Prince Hylen, watched the ships coming into the atmosphere. He looked over the capitol city of Nova Aeternum from his balcony. The Leagues navy had been crushed, and the Shogun forces were now landing in his city. Even now he could hear the clash of swords and the sounds of rifles being discharged. A missile hit one of the palace towers, the balcony shook as Hylen looked with indifference at the coming death of his civilization. A Tavarian captain ran to his side. "What are your orders, my prince?"
"Prepare my personal evacuation shuttle. The planet has fallen and I will not die with it."


----------



## Pomorek (Feb 7, 2022)

_...Went to the fridge and took some milk. Then walked up to the window and looked around wistfully.

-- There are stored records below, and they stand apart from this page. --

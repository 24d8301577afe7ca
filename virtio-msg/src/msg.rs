//! The virtio-msg wire message: a fixed 40-byte, little-endian, packed
//! envelope shared by requests, responses and events.

use bitflags::bitflags;

/// Fixed on-wire size of a [`Msg`], in bytes.
pub const MSG_SIZE: usize = 40;

/// Size of the variant-specific payload, in bytes.
pub const PAYLOAD_SIZE: usize = 36;

bitflags! {
    /// Bits of [`Msg::ty`].
    #[derive(Copy, Clone, Debug, Default, Eq, PartialEq)]
    pub struct MsgFlags: u8 {
        /// Set on a message that is the reply to an earlier request.
        const RESPONSE = 0x01;
        /// Set on messages that never cross the wire: bus-local control
        /// traffic reserved for future use (see [`id::CONNECT`]/[`id::DISCONNECT`]).
        const BUS_LOCAL = 0x02;
        /// Set on a response that carries an error code instead of a payload
        /// (see [`crate::error::Error::UnsupportedMessageId`]).
        const ERROR = 0x04;
    }
}

/// Message-id taxonomy (spec.md §3). Ids `>= N_HANDLERS` are rejected by the
/// device-side dispatch table rather than indexed into it (Open Question (a)
/// in spec.md §9: the original's `id > ARRAY_SIZE` check is off-by-one).
pub mod id {
    /// Reserved: bus-local connect handshake. Never dispatched; a
    /// forward-compatibility slot carried over from the original protocol
    /// (spec.md §9 Open Question (c), SPEC_FULL.md §F.1).
    pub const CONNECT: u8 = 0x01;
    /// Reserved: bus-local disconnect notice. See [`CONNECT`].
    pub const DISCONNECT: u8 = 0x02;

    pub const DEVICE_INFO: u8 = 0x03;
    pub const GET_FEATURES: u8 = 0x04;
    pub const SET_FEATURES: u8 = 0x05;
    pub const GET_CONFIG: u8 = 0x06;
    pub const SET_CONFIG: u8 = 0x07;
    pub const GET_CONFIG_GEN: u8 = 0x08;
    pub const GET_DEVICE_STATUS: u8 = 0x09;
    pub const SET_DEVICE_STATUS: u8 = 0x0a;
    pub const GET_VQUEUE: u8 = 0x0b;
    pub const SET_VQUEUE: u8 = 0x0c;
    pub const RESET_VQUEUE: u8 = 0x0d;

    pub const EVENT_CONFIG: u8 = 0x10;
    pub const EVENT_AVAIL: u8 = 0x11;
    pub const EVENT_USED: u8 = 0x12;

    pub const IOMMU_ENABLE: u8 = 0x20;
    pub const IOMMU_TRANSLATE: u8 = 0x21;
    pub const IOMMU_INVALIDATE: u8 = 0x22;

    /// One past the highest id the device-side dispatch table indexes.
    /// `msg.id >= N_HANDLERS` must be rejected before it ever reaches the
    /// table (see [`crate::proxy::device_proxy`]).
    pub const N_HANDLERS: usize = IOMMU_INVALIDATE as usize + 1;
}

/// An EVENT_* id must be parked in the out-of-order queue rather than
/// delivered inline while a response is being awaited (spec.md §4.5).
pub fn is_event(id: u8) -> bool {
    matches!(id, id::EVENT_CONFIG | id::EVENT_AVAIL | id::EVENT_USED)
}

/// IOMMU access protection bits used by `IOMMU_TRANSLATE` (spec.md §4.10).
pub const IOMMU_PROT_READ: u8 = 0x1;
pub const IOMMU_PROT_WRITE: u8 = 0x2;
pub const IOMMU_PROT_RW: u8 = IOMMU_PROT_READ | IOMMU_PROT_WRITE;

/// 4 KiB software-IOMMU page size (spec.md §3 invariants).
pub const IOMMU_PAGE_SIZE: u64 = 4096;
pub const IOMMU_PAGE_MASK: u64 = IOMMU_PAGE_SIZE - 1;

/// A virtio-msg wire message. `payload` is always little-endian on the wire;
/// [`crate::codec`] provides the only sanctioned way to read or write it.
#[derive(Copy, Clone, Debug)]
#[repr(C)]
pub struct Msg {
    pub ty: u8,
    pub id: u8,
    pub dev_id: u16,
    pub payload: [u8; PAYLOAD_SIZE],
}

impl Default for Msg {
    fn default() -> Self {
        Msg {
            ty: 0,
            id: 0,
            dev_id: 0,
            payload: [0; PAYLOAD_SIZE],
        }
    }
}

impl Msg {
    pub fn flags(&self) -> MsgFlags {
        MsgFlags::from_bits_truncate(self.ty)
    }

    pub fn is_response(&self) -> bool {
        self.flags().contains(MsgFlags::RESPONSE)
    }

    pub fn is_error(&self) -> bool {
        self.flags().contains(MsgFlags::ERROR)
    }

    /// Serialize to the 40-byte wire representation.
    pub fn to_bytes(&self) -> [u8; MSG_SIZE] {
        let mut out = [0u8; MSG_SIZE];
        out[0] = self.ty;
        out[1] = self.id;
        out[2..4].copy_from_slice(&self.dev_id.to_le_bytes());
        out[4..MSG_SIZE].copy_from_slice(&self.payload);
        out
    }

    /// Parse the 40-byte wire representation.
    pub fn from_bytes(buf: &[u8; MSG_SIZE]) -> Self {
        let mut payload = [0u8; PAYLOAD_SIZE];
        payload.copy_from_slice(&buf[4..MSG_SIZE]);
        Msg {
            ty: buf[0],
            id: buf[1],
            dev_id: u16::from_le_bytes([buf[2], buf[3]]),
            payload,
        }
    }
}

/// `is_response_for(req, resp)` (spec.md §4.1): the only signal that a
/// received message answers an in-flight request. Sequence-number
/// fingerprinting is left as a forward-compatibility slot, not used here.
pub fn is_response_for(req: &Msg, resp: &Msg) -> bool {
    resp.id == req.id && resp.is_response()
}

“200 words?... Bah! This ain’t gonna fit, no way in hell. A thousand, maybe that would do. Maybe. Why even bother in that case.”

Went back to the fridge, put the milk back in and took a beer instead._


----------



## Raever (Feb 11, 2022)

Eh, 230 words is close enough to the goal right?
Context: _Faline and her fishy acquaintance are trying to get across a dystopian city to see the ocean.

---

There was a certain charm to the fresh scent of iron and sulfur hitting your nose in the early cracks of dawn, Faline would have happily inhaled it in earnest if not for the metal contraption covering her muzzle. The burn in her lungs and the humid sting of the air reminded her that it was indeed summer...and with summer came the acid rains that plagued her city since who knows how long. The fur adjusts for the most part, providing layer upon layer and giving no more than a mild itch here and there that most citizens try and fail not to scratch in public. The eyes and lungs are a different matter though, requiring specialized breathing masks not unlike her aquatic acquaintance.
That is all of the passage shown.